- _Your instructions_
Within the lines below, find those that hold the string "without" and copy each one.

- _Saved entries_
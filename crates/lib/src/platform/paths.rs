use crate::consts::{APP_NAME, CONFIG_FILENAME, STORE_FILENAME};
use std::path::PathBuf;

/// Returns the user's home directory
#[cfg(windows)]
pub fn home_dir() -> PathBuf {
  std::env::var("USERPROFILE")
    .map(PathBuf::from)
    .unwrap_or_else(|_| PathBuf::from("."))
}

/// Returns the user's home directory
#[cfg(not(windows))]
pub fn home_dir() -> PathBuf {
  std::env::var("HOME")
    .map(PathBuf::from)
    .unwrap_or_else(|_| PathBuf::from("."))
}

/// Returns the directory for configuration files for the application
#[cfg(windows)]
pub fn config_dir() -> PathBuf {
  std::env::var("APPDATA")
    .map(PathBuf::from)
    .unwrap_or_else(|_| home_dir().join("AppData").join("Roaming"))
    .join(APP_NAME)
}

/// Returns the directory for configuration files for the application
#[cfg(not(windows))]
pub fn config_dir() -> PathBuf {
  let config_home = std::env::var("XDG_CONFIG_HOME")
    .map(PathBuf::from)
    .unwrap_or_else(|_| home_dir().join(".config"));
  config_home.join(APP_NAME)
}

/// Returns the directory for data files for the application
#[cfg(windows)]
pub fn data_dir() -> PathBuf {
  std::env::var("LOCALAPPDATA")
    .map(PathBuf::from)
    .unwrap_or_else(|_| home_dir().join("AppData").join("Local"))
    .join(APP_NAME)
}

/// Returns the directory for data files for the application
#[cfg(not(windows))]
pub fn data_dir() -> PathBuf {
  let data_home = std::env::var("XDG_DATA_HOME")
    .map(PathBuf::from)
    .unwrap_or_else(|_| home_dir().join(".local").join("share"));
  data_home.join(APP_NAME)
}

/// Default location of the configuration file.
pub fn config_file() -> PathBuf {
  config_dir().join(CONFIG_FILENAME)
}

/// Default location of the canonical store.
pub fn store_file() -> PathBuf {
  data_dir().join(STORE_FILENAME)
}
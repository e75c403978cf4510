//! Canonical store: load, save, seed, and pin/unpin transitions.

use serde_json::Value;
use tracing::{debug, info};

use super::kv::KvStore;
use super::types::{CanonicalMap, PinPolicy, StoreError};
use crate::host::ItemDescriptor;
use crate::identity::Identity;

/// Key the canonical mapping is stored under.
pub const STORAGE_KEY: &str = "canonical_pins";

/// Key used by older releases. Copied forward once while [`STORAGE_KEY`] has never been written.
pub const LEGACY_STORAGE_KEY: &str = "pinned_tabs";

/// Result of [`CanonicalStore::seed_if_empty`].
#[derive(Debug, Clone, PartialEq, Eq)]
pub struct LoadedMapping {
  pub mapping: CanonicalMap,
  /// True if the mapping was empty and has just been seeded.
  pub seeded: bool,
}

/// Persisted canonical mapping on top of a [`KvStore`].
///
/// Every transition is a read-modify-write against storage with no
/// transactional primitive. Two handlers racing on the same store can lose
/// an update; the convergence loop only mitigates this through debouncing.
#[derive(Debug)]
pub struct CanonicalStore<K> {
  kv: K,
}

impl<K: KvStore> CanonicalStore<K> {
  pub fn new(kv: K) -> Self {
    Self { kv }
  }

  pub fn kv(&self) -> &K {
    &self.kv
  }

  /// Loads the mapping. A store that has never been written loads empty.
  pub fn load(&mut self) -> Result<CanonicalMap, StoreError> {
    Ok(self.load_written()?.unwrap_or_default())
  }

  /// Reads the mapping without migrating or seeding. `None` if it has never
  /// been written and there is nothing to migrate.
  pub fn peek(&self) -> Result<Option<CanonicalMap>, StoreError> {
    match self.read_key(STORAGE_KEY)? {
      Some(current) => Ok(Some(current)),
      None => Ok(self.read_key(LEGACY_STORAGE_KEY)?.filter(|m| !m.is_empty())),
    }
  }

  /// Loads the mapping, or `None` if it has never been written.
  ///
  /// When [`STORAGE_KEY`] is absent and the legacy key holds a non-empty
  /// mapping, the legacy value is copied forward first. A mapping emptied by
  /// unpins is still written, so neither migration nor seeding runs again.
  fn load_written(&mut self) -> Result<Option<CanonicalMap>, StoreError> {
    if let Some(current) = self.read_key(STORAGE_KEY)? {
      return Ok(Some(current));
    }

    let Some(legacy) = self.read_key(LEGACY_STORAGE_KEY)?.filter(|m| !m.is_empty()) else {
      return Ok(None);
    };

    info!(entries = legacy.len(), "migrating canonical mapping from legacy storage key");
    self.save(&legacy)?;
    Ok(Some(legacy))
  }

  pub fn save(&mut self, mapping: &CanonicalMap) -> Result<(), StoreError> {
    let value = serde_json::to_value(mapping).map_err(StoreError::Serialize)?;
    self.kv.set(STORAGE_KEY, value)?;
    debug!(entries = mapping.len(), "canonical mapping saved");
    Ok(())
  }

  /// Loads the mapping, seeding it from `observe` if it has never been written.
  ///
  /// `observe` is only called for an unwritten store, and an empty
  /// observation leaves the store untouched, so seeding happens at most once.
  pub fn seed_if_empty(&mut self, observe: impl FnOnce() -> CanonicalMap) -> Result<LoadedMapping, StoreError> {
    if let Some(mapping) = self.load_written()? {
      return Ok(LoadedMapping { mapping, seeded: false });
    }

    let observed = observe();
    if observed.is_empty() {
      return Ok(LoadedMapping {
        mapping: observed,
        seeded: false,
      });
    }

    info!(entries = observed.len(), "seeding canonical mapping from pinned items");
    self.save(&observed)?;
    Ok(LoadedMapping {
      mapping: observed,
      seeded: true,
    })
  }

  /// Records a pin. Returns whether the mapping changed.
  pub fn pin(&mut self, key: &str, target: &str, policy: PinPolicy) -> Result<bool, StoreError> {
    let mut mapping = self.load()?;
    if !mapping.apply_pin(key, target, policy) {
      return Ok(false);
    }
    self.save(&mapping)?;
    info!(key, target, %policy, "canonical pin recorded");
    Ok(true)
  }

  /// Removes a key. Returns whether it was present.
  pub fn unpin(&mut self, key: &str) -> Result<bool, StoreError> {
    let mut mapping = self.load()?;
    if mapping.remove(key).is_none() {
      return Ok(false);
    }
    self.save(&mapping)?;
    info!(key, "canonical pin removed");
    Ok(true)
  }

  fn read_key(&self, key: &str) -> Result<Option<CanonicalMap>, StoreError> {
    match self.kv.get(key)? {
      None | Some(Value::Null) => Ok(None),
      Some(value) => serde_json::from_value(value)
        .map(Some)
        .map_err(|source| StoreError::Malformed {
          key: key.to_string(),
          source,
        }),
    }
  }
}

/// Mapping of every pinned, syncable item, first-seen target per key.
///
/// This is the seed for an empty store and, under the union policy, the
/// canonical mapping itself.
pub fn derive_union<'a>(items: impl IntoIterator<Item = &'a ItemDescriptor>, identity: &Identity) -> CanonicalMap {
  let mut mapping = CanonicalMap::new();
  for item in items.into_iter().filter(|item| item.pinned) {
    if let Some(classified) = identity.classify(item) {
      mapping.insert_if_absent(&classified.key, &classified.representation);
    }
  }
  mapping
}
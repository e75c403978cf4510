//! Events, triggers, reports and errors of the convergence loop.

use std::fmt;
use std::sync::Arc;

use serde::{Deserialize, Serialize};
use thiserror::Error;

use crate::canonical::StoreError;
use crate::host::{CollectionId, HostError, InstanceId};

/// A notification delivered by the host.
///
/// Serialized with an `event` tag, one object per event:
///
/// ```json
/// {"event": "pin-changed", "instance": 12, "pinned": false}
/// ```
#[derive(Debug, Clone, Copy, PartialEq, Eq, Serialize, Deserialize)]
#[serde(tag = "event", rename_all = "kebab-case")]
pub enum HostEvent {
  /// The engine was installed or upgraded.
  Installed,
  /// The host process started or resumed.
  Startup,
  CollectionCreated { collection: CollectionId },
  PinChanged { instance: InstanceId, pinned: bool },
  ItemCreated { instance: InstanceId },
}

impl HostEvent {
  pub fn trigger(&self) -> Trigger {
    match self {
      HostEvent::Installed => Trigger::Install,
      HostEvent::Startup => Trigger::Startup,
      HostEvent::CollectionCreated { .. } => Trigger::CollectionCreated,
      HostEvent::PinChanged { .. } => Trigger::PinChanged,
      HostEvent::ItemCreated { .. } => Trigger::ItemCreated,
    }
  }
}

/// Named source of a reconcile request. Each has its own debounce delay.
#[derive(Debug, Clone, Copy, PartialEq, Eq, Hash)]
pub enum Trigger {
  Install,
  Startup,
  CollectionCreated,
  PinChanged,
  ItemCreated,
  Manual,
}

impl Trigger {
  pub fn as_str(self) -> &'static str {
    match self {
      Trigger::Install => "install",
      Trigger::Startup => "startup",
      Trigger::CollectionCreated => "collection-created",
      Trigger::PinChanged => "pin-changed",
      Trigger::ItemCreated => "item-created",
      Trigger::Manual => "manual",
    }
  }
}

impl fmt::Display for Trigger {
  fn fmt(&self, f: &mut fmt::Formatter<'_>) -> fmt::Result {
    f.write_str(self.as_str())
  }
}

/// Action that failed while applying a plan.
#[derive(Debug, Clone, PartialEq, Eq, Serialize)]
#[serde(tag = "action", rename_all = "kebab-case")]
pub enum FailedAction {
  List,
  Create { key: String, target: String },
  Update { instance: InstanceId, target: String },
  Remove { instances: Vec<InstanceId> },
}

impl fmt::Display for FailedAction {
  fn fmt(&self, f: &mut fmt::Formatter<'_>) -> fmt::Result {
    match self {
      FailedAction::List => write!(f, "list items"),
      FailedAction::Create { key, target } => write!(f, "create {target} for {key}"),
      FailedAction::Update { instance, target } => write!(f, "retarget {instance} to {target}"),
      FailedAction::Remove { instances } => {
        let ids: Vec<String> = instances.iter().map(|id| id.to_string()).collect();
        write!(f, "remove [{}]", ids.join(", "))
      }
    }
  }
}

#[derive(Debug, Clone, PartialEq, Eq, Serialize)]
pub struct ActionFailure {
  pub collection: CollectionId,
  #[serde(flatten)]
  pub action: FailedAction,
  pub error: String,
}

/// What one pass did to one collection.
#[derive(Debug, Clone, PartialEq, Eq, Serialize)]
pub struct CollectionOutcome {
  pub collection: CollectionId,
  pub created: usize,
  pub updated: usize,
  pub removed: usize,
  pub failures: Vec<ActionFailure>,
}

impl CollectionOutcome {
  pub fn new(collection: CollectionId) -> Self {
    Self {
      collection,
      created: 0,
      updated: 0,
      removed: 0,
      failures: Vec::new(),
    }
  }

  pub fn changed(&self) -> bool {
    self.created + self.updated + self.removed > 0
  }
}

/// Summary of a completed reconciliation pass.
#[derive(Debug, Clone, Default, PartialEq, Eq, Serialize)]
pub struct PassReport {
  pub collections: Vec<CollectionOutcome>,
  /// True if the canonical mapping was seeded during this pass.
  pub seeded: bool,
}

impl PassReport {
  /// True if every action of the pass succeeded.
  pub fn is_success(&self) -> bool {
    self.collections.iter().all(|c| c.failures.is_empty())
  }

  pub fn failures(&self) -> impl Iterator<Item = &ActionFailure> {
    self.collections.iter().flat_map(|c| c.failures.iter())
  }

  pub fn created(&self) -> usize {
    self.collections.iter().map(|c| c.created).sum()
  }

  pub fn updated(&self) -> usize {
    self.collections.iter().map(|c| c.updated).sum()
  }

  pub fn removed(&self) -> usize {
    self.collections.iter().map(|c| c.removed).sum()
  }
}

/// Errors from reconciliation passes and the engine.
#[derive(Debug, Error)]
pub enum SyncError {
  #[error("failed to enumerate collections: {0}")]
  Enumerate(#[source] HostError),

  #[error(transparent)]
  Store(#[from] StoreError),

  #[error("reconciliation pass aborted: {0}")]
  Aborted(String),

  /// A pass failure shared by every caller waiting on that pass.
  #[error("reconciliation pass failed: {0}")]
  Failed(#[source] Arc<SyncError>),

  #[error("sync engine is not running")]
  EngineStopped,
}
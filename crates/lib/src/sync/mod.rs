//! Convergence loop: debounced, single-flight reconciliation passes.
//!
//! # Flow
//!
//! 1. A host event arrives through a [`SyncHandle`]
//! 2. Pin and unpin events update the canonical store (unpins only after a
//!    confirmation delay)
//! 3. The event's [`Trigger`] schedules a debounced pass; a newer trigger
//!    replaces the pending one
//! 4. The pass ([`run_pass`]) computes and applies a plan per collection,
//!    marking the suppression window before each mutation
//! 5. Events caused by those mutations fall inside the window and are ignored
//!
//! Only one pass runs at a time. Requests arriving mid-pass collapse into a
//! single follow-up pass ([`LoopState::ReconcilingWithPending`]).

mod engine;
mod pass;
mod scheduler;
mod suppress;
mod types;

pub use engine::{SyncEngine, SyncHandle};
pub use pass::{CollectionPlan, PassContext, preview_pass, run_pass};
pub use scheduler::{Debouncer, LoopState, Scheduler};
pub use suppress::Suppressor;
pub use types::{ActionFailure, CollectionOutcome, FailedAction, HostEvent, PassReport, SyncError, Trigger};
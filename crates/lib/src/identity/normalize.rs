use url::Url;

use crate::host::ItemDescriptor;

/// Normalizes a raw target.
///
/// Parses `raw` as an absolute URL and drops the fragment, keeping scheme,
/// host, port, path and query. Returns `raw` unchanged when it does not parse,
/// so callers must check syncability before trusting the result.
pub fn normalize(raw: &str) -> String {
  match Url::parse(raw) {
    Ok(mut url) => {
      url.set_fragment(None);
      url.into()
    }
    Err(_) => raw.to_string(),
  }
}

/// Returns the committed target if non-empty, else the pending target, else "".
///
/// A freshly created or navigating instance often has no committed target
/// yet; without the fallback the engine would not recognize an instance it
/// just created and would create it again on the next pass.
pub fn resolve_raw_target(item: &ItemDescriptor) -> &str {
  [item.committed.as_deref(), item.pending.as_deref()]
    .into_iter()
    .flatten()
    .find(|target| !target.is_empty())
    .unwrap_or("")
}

- _Task solution_
  /// Reads the mapping without migrating or seeding. `None` if it has never
/// yet; without the fallback the engine would not recognize an instance it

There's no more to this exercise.